Лёвушка и чудо - [25]

Шрифт
Интервал

 — и так до того момента, пока не делается ясно, что целью разговоров является бегство от этого времени. Куда? В воду — на Святки только и делают, что смотрят воду, слушают воду, — в снег, в иное время. И вот уже все быстрее разворачивается движение, путешествие по снежной дороге неведомо куда, будто бы к соседям в Мелюковку, но никакая это не Мелюковка, а другое царство, — снежное Наташино царство[38].


…Но она ведьма! Ей свойственна женская жестокость, она играет в кошки-мышки с женихами, смеясь, разрешает себе любить нескольких мужчин разом; она определяет Соню пустоцветом — приговор тем более ужасный, что история Сони и Николая взята из жизни, стало быть, это отзывается приговором прототипу Сони, любимой тетушке Толстого.

Сам Толстой задним числом выносит тетушке этот ужасный приговор.

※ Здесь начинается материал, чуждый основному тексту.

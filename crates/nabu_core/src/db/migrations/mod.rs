//! SQLite migration registry and executor.
//!
//! # Responsibility
//! - Register schema migrations in strictly increasing order.
//! - Apply pending migrations one step per transaction.
//!
//! # Invariants
//! - `version` values must remain monotonic.
//! - Every step is written with `IF NOT EXISTS` so re-running it is harmless.
//! - The step SQL and its `PRAGMA user_version` bump commit together, so the
//!   stored version always names the last fully applied step.

use crate::db::{DbError, DbResult};
use log::{error, info};
use rusqlite::Connection;

#[derive(Debug, Clone, Copy)]
struct Migration {
    version: u32,
    name: &'static str,
    sql: &'static str,
}

const MIGRATIONS: &[Migration] = &[
    Migration {
        version: 1,
        name: "collections",
        sql: include_str!("0001_collections.sql"),
    },
    Migration {
        version: 2,
        name: "updated_at_indexes",
        sql: include_str!("0002_updated_at_indexes.sql"),
    },
];

/// Returns the latest migration version known by this binary.
pub fn latest_version() -> u32 {
    MIGRATIONS.last().map_or(0, |migration| migration.version)
}

/// Reads the schema version stored in the database header.
pub fn current_version(conn: &Connection) -> DbResult<u32> {
    let version = conn.query_row("PRAGMA user_version;", [], |row| row.get::<_, u32>(0))?;
    Ok(version)
}

/// Brings the store to `target`, applying whatever steps are pending.
///
/// # Errors
/// - `InvalidTargetVersion` when `target` is not a registered version.
/// - `UnsupportedSchemaVersion` when the store is already past `target`.
/// - `MigrationFailed` when a step aborts.
pub fn migrate_to(conn: &mut Connection, target: u32) -> DbResult<()> {
    check_target(target)?;

    let current = current_version(conn)?;
    if current > target {
        return Err(DbError::UnsupportedSchemaVersion {
            db_version: current,
            latest_supported: target,
        });
    }
    if current == target {
        return Ok(());
    }

    upgrade(conn, current, target).map(|_| ())
}

/// Applies the ordered steps with `from < version <= to`.
///
/// `from` must match the version currently stored. Returns the version the
/// store ends up at.
pub fn upgrade(conn: &mut Connection, from: u32, to: u32) -> DbResult<u32> {
    check_target(to)?;

    let actual = current_version(conn)?;
    if actual != from {
        return Err(DbError::VersionMismatch {
            expected: from,
            actual,
        });
    }
    if from > to {
        return Err(DbError::UnsupportedSchemaVersion {
            db_version: from,
            latest_supported: to,
        });
    }

    run_steps(conn, MIGRATIONS, from, to)
}

fn check_target(target: u32) -> DbResult<()> {
    let latest = latest_version();
    if target == 0 || target > latest {
        return Err(DbError::InvalidTargetVersion {
            requested: target,
            latest_supported: latest,
        });
    }
    Ok(())
}

fn run_steps(conn: &mut Connection, registry: &[Migration], from: u32, to: u32) -> DbResult<u32> {
    let mut applied = from;

    for migration in registry {
        if migration.version <= from || migration.version > to {
            continue;
        }

        let step = migration.version;
        let fail = |source: rusqlite::Error| {
            error!(
                "event=migration_step module=db status=error step={} name={} error={}",
                step, migration.name, source
            );
            DbError::MigrationFailed { step, source }
        };

        // Dropping the transaction on an early return rolls the step back.
        let tx = conn.transaction().map_err(fail)?;
        tx.execute_batch(migration.sql).map_err(fail)?;
        tx.execute_batch(&format!("PRAGMA user_version = {step};"))
            .map_err(fail)?;
        tx.commit().map_err(fail)?;

        info!(
            "event=migration_step module=db status=ok step={} name={}",
            step, migration.name
        );
        applied = step;
    }

    Ok(applied)
}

И это возможно, потому что здесь их царство — детское, женское, жестокое, с горячими любовью и ненавистью, с легкостью тасуемыми мгновением и вечностью.

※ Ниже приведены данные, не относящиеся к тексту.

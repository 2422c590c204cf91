//! Logging bootstrap for hosts embedding the note store.
//!
//! # Responsibility
//! - Initialize file-based rolling logs exactly once per process.
//! - Keep store events metadata-only (ids, counts, durations).
//!
//! # Invariants
//! - Initialization is idempotent for an identical `LogConfig`.
//! - Reconfiguration with a different level or directory is rejected.
//! - Initialization never panics.

use flexi_logger::{Cleanup, Criterion, FileSpec, Logger, LoggerHandle, Naming, WriteMode};
use log::info;
use once_cell::sync::OnceCell;
use serde::{Deserialize, Serialize};
use std::fmt::{Display, Formatter};
use std::path::PathBuf;
use std::str::FromStr;
use thiserror::Error;

const LOG_FILE_BASENAME: &str = "nabu";
const MAX_LOG_FILE_SIZE_BYTES: u64 = 10 * 1024 * 1024;
const MAX_LOG_FILES: usize = 5;

static LOGGING_STATE: OnceCell<LoggingState> = OnceCell::new();

struct LoggingState {
    config: LogConfig,
    _logger: LoggerHandle,
}

#[derive(Debug, Clone, Copy, PartialEq, Eq, Serialize, Deserialize)]
#[serde(rename_all = "lowercase")]
pub enum LogLevel {
    Trace,
    Debug,
    Info,
    Warn,
    Error,
}

impl LogLevel {
    /// `debug` for debug builds, `info` otherwise.
    pub fn build_default() -> Self {
        if cfg!(debug_assertions) {
            Self::Debug
        } else {
            Self::Info
        }
    }

    fn as_str(self) -> &'static str {
        match self {
            Self::Trace => "trace",
            Self::Debug => "debug",
            Self::Info => "info",
            Self::Warn => "warn",
            Self::Error => "error",
        }
    }
}

impl Display for LogLevel {
    fn fmt(&self, f: &mut Formatter<'_>) -> std::fmt::Result {
        f.write_str(self.as_str())
    }
}

impl FromStr for LogLevel {
    type Err = LoggingError;

    fn from_str(value: &str) -> Result<Self, Self::Err> {
        match value.trim().to_ascii_lowercase().as_str() {
            "trace" => Ok(Self::Trace),
            "debug" => Ok(Self::Debug),
            "info" => Ok(Self::Info),
            "warn" | "warning" => Ok(Self::Warn),
            "error" => Ok(Self::Error),
            other => Err(LoggingError::UnsupportedLevel(other.to_string())),
        }
    }
}

/// Where and how verbosely to log.
#[derive(Debug, Clone, PartialEq, Eq, Serialize, Deserialize)]
pub struct LogConfig {
    pub level: LogLevel,
    /// Must be absolute; created when missing.
    pub dir: PathBuf,
}

#[derive(Debug, Error)]
pub enum LoggingError {
    #[error("unsupported log level `{0}`; expected trace|debug|info|warn|error")]
    UnsupportedLevel(String),
    #[error("log directory must be an absolute path, got `{0}`")]
    RelativeDir(PathBuf),
    #[error("failed to create log directory `{path}`: {source}")]
    CreateDir {
        path: PathBuf,
        #[source]
        source: std::io::Error,
    },
    #[error("failed to start logger: {0}")]
    Backend(#[from] flexi_logger::FlexiLoggerError),
    #[error("logging already initialized with {active:?}; refusing to switch to {requested:?}")]
    AlreadyInitialized {
        active: LogConfig,
        requested: LogConfig,
    },
}

/// Initializes rolling file logs.
///
/// # Errors
/// - `RelativeDir` when `config.dir` is not absolute.
/// - `CreateDir`/`Backend` when the directory or logger backend fails.
/// - `AlreadyInitialized` when called again with a different config.
pub fn init_logging(config: &LogConfig) -> Result<(), LoggingError> {
    if !config.dir.is_absolute() {
        return Err(LoggingError::RelativeDir(config.dir.clone()));
    }

    let state = LOGGING_STATE.get_or_try_init(|| start_logger(config))?;
    if &state.config != config {
        return Err(LoggingError::AlreadyInitialized {
            active: state.config.clone(),
            requested: config.clone(),
        });
    }
    Ok(())
}

/// Returns the active configuration, or `None` before initialization.
pub fn logging_status() -> Option<LogConfig> {
    LOGGING_STATE.get().map(|state| state.config.clone())
}

fn start_logger(config: &LogConfig) -> Result<LoggingState, LoggingError> {
    std::fs::create_dir_all(&config.dir).map_err(|source| LoggingError::CreateDir {
        path: config.dir.clone(),
        source,
    })?;

    let logger = Logger::try_with_str(config.level.as_str())?
        .log_to_file(
            FileSpec::default()
                .directory(config.dir.as_path())
                .basename(LOG_FILE_BASENAME),
        )
        .rotate(
            Criterion::Size(MAX_LOG_FILE_SIZE_BYTES),
            Naming::Numbers,
            Cleanup::KeepLogFiles(MAX_LOG_FILES),
        )
        .write_mode(WriteMode::BufferAndFlush)
        .append()
        .format_for_files(flexi_logger::detailed_format)
        .start()?;

    info!(
        "event=logging_init module=core status=ok level={} log_dir={} version={}",
        config.level,
        config.dir.display(),
        env!("CARGO_PKG_VERSION")
    );

    Ok(LoggingState {
        config: config.clone(),
        _logger: logger,
    })
}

Такова Наташа, таков же и Лёвушка. Они отчасти одно и то же; неслучайно Лев Николаевич Толстой в ответ на вопрос: «С кого вы писали Наташу?» отвечал порой: «С себя. Наташа — это я».


Это важный вопрос, о прототипе Наташи, недаром столько находилось кандидаток на роль Наташи. В самом деле, если для Толстого так важно было найти для всякого своего героя реальный прототип из семейной хроники — кто такая Наташа? Она не может быть списана «мозаично»: слишком целен ее образ. И прототип ее не Лёвушка; Толстой мог сообщить ей свои детские мысли и даже самые заветные «философские» максимы (об устройстве времени), и все же не он ее базовый, исходный прототип.

Машинька

Я никогда не слышал, чтобы Наташу сравнивали с сестрой Толстого, Марией. Он звал ее Машинькой, так писал в дневнике и письмах. Наташа — Машинька? Невероятно, непохоже. И все-таки появляется эта странная мысль.

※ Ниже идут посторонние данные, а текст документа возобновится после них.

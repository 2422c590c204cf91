//! SQLite storage bootstrap and schema migration entry points.
//!
//! # Responsibility
//! - Open and configure the SQLite connection backing the note store.
//! - Apply schema migrations in deterministic order.
//!
//! # Invariants
//! - Migration version is tracked via `PRAGMA user_version`.
//! - Callers must not read/write notes before migrations succeed.
//! - A failed migration step leaves the store at the last fully applied version.

use thiserror::Error;

pub mod migrations;
mod open;

pub use open::{open_db, open_db_in_memory, open_store};

pub type DbResult<T> = Result<T, DbError>;

/// Schema manager failures.
#[derive(Debug, Error)]
pub enum DbError {
    /// The configured location could not be opened or written.
    #[error("storage unavailable at `{location}`: {source}")]
    StorageUnavailable {
        location: String,
        #[source]
        source: rusqlite::Error,
    },
    /// A migration step aborted; the store stays at `step - 1` or earlier.
    #[error("migration step {step} failed: {source}")]
    MigrationFailed {
        step: u32,
        #[source]
        source: rusqlite::Error,
    },
    #[error("database schema version {db_version} is newer than supported {latest_supported}")]
    UnsupportedSchemaVersion {
        db_version: u32,
        latest_supported: u32,
    },
    #[error("schema version {requested} is outside supported range 1..={latest_supported}")]
    InvalidTargetVersion { requested: u32, latest_supported: u32 },
    #[error("upgrade expected stored schema version {expected}, found {actual}")]
    VersionMismatch { expected: u32, actual: u32 },
    #[error(transparent)]
    Sqlite(#[from] rusqlite::Error),
}
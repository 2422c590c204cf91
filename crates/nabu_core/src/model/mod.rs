//! Note domain model.
//!
//! # Responsibility
//! - Define the record shape shared by the active, trash and archive
//!   collections.
//! - Name the collections a note can live in.
//!
//! # Invariants
//! - A note lives in exactly one collection at a time.
//! - `created_at` is fixed at insertion; `updated_at >= created_at`.

pub mod note;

Возможно, где-то эта версия уже была заявлена; я выскажу несколько соображений (предположений) на этот счет. Здесь, в Ясной, где с первого шага делается очевидно, что основой романа, его сырым черным дерном была та реальность — та, в которой стоял дом-храм, — мне легко поверить, что тайным прототипом Наташи была именно Машинька. Она жила тогда, дом-храм был и ее дом.

В романе Наташа Ростова ребенком была некрасива: широкая шея, огромный рот. Царевна-лягушка, которой еще предстоит перевоплощение в обаятельную колдунью. Машинька была — и осталась — некрасива. Но, возможно, Толстой в своей Наташе прописал ее другую, лучшую судьбу? Несомненно, он желал этого, он очень болел за свою некрасивую сестру Машиньку.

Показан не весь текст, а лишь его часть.